Jonny Cocker took an impressive if slightly lonely third position for the Barwell Motorsport Lamborghini he shares with Same De Haan, while Michael Igoe and Dennis Lind in the RPI Lamborghini held off Phil Keen and Adam Balon in the second Barwell Huracan.

Ross Gunn and Andrew Howard were sixth in the Beechdean Aston Martin ahead of the JRM Bentley duo of Rick Parfitt Jnr and Seb Morris, with Ben Green and Dominic Paul completing the top eight.

It was another disappointing day for the lapped Mark Farmer and Thiim, with Farmer once more having a difficult opening stint after further contact on the opening lap dropping him to the GT4 pack, with further spins eventually seeing the Aston Martin drop a lap behind.

In GT4, it was another pole victory as Seb Priaulx and Scott Maxwell converted top honours on Saturday into victory on Sunday, although the MultiMatic Mustang duo did it the hard way.

That was thanks in no small part to the Tolman Motorsport #4 of Josh Smith and James Dorlin making the early running as they did in Silverstone two weeks ago.

As with Silverstone, trouble was never far away as contact with a GT3 Lamborghini broke a toelink and ended their race from the lead of GT4.

Maxwell had fallen back behind the HHC Motorsport McLaren of Callum Pointon, with Jan Mathiassen in the 42 Century BMW also proving a nuisance.

Pointon would eventually be dealt with by both men and Maxwell set about Smith in the McLaren before handing over to Priaulx.

Matthiasen would hand over to MArk Kimber and the BMW would emerge ahead of the Mustang, where Kimber would stay for much of the race.
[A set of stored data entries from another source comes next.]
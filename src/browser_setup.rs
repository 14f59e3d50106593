use anyhow::{Context, Result};
use chromiumoxide::browser::{Browser, BrowserConfigBuilder, HeadlessMode};
use chromiumoxide::fetcher::{BrowserFetcher, BrowserFetcherOptions};
use futures::StreamExt;
use std::path::{Path, PathBuf};
use std::process::Command;
use std::time::Duration;
use tokio::task::{self, JoinHandle};
use tracing::{error, info, trace, warn};

use crate::BrowserConfig;

/// Removes a freshly created profile directory unless launch succeeds
struct TempDirGuard {
    path: PathBuf,
    keep: bool,
}

impl TempDirGuard {
    fn new(path: PathBuf) -> Result<Self> {
        std::fs::create_dir_all(&path).context("Failed to create user data directory")?;
        Ok(Self { path, keep: false })
    }

    fn into_path(mut self) -> PathBuf {
        self.keep = true;
        std::mem::take(&mut self.path)
    }
}

impl Drop for TempDirGuard {
    fn drop(&mut self) {
        if self.keep {
            return;
        }
        match std::fs::remove_dir_all(&self.path) {
            Ok(()) => info!("Cleaned up profile dir after launch failure: {}", self.path.display()),
            Err(e) => warn!("Failed to clean up profile dir {}: {}", self.path.display(), e),
        }
    }
}

/// Find a Chrome/Chromium executable
///
/// `CHROMIUM_PATH` wins, then well-known install locations, then `which`.
pub async fn find_browser_executable() -> Result<PathBuf> {
    if let Ok(path) = std::env::var("CHROMIUM_PATH") {
        let path = PathBuf::from(path);
        if path.exists() {
            info!("Using browser from CHROMIUM_PATH: {}", path.display());
            return Ok(path);
        }
        warn!("CHROMIUM_PATH points to a missing file: {}", path.display());
    }

    let candidates: &[&str] = if cfg!(target_os = "windows") {
        &[
            r"C:\Program Files\Google\Chrome\Application\chrome.exe",
            r"C:\Program Files (x86)\Google\Chrome\Application\chrome.exe",
            r"C:\Program Files\Chromium\Application\chrome.exe",
        ]
    } else if cfg!(target_os = "macos") {
        &[
            "/Applications/Google Chrome.app/Contents/MacOS/Google Chrome",
            "/Applications/Chromium.app/Contents/MacOS/Chromium",
            "/opt/homebrew/bin/chromium",
        ]
    } else {
        &[
            "/usr/bin/google-chrome",
            "/usr/bin/google-chrome-stable",
            "/usr/bin/chromium",
            "/usr/bin/chromium-browser",
            "/snap/bin/chromium",
        ]
    };

    if let Some(path) = candidates.iter().map(Path::new).find(|path| path.exists()) {
        info!("Found browser at: {}", path.display());
        return Ok(path.to_path_buf());
    }

    if !cfg!(target_os = "windows") {
        for cmd in ["chromium", "chromium-browser", "google-chrome", "chrome"] {
            let Ok(output) = Command::new("which").arg(cmd).output() else {
                continue;
            };
            let found = String::from_utf8_lossy(&output.stdout).trim().to_string();
            if output.status.success() && !found.is_empty() {
                info!("Found browser using 'which {}': {}", cmd, found);
                return Ok(PathBuf::from(found));
            }
        }
    }

    warn!("No Chrome/Chromium executable found");
    Err(anyhow::anyhow!("Chrome/Chromium executable not found"))
}

/// Download Chromium into the user cache directory
pub async fn download_managed_browser() -> Result<PathBuf> {
    let cache_dir = dirs::cache_dir()
        .unwrap_or_else(|| std::env::temp_dir().join(".cache"))
        .join("element_waiter/chromium");
    info!("Downloading managed Chromium into {}", cache_dir.display());

    std::fs::create_dir_all(&cache_dir).context("Failed to create cache directory")?;

    let fetcher = BrowserFetcher::new(
        BrowserFetcherOptions::builder()
            .with_path(&cache_dir)
            .build()
            .context("Failed to build fetcher options")?,
    );
    let revision = fetcher.fetch().await.context("Failed to fetch browser")?;

    info!("Downloaded Chromium to: {}", revision.folder_path.display());
    Ok(revision.executable_path)
}

/// Launch Chrome with `config` and spawn its CDP handler task
///
/// The returned `JoinHandle` must be aborted once the browser is closed;
/// `BrowserSession` does this on drop.
pub async fn launch_browser(
    config: &BrowserConfig,
    user_data_dir: PathBuf,
) -> Result<(Browser, JoinHandle<()>)> {
    let chrome_path = match find_browser_executable().await {
        Ok(path) => path,
        Err(_) => download_managed_browser().await?,
    };

    let profile = TempDirGuard::new(user_data_dir)?;

    let mut builder = BrowserConfigBuilder::default()
        .request_timeout(Duration::from_secs(30))
        .window_size(config.window.width, config.window.height)
        .user_data_dir(&profile.path)
        .chrome_executable(chrome_path)
        .arg("--no-first-run")
        .arg("--no-default-browser-check")
        .arg("--disable-extensions")
        .arg("--disable-notifications")
        .arg("--disable-background-timer-throttling")
        .arg("--disable-backgrounding-occluded-windows")
        .arg("--mute-audio");

    builder = if config.headless {
        builder.headless_mode(HeadlessMode::default())
    } else {
        builder.with_head()
    };

    if config.disable_security {
        info!("WARNING: Disabling browser security features (disable_security=true)");
        builder = builder
            .arg("--disable-web-security")
            .arg("--ignore-certificate-errors");
    }

    if config.disable_security || should_disable_sandbox() {
        info!("Disabling Chrome sandbox");
        builder = builder.arg("--no-sandbox").arg("--disable-setuid-sandbox");
    }

    let browser_config = builder
        .build()
        .map_err(|e| anyhow::anyhow!("Failed to build browser config: {e}"))?;

    info!("Launching browser with config: {:?}", browser_config);
    let (browser, mut handler) = Browser::launch(browser_config)
        .await
        .context("Failed to launch browser")?;

    let handler_task = task::spawn(async move {
        while let Some(event) = handler.next().await {
            let Err(e) = event else {
                continue;
            };
            let message = e.to_string();
            // chromiumoxide cannot decode some newer CDP events; those are harmless
            if message.contains("data did not match any variant of untagged enum Message")
                || message.contains("Failed to deserialize WS response")
            {
                trace!("Suppressed CDP decode error: {}", message);
            } else {
                error!("Browser handler error: {:?}", e);
            }
        }
        info!("Browser handler task completed");
    });

    profile.into_path();
    Ok((browser, handler_task))
}

/// Containers cannot use the setuid sandbox
fn should_disable_sandbox() -> bool {
    Path::new("/.dockerenv").exists()
        || std::env::var("container").is_ok()
        || std::env::var("KUBERNETES_SERVICE_HOST").is_ok()
}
The 17-year-old was putting up a fight despite having never driven the circuit before, but it took one mistake to allow Priaulx through with ten minutes left.

It would unravel for Kimber from there as brake failure ended his race on the penultimate lap to lose second place to Dean MacDonald in the #57 Championship leading McLaren while Lewis Proctor and Jordan Collard took third for the #5 Tolman McLaren.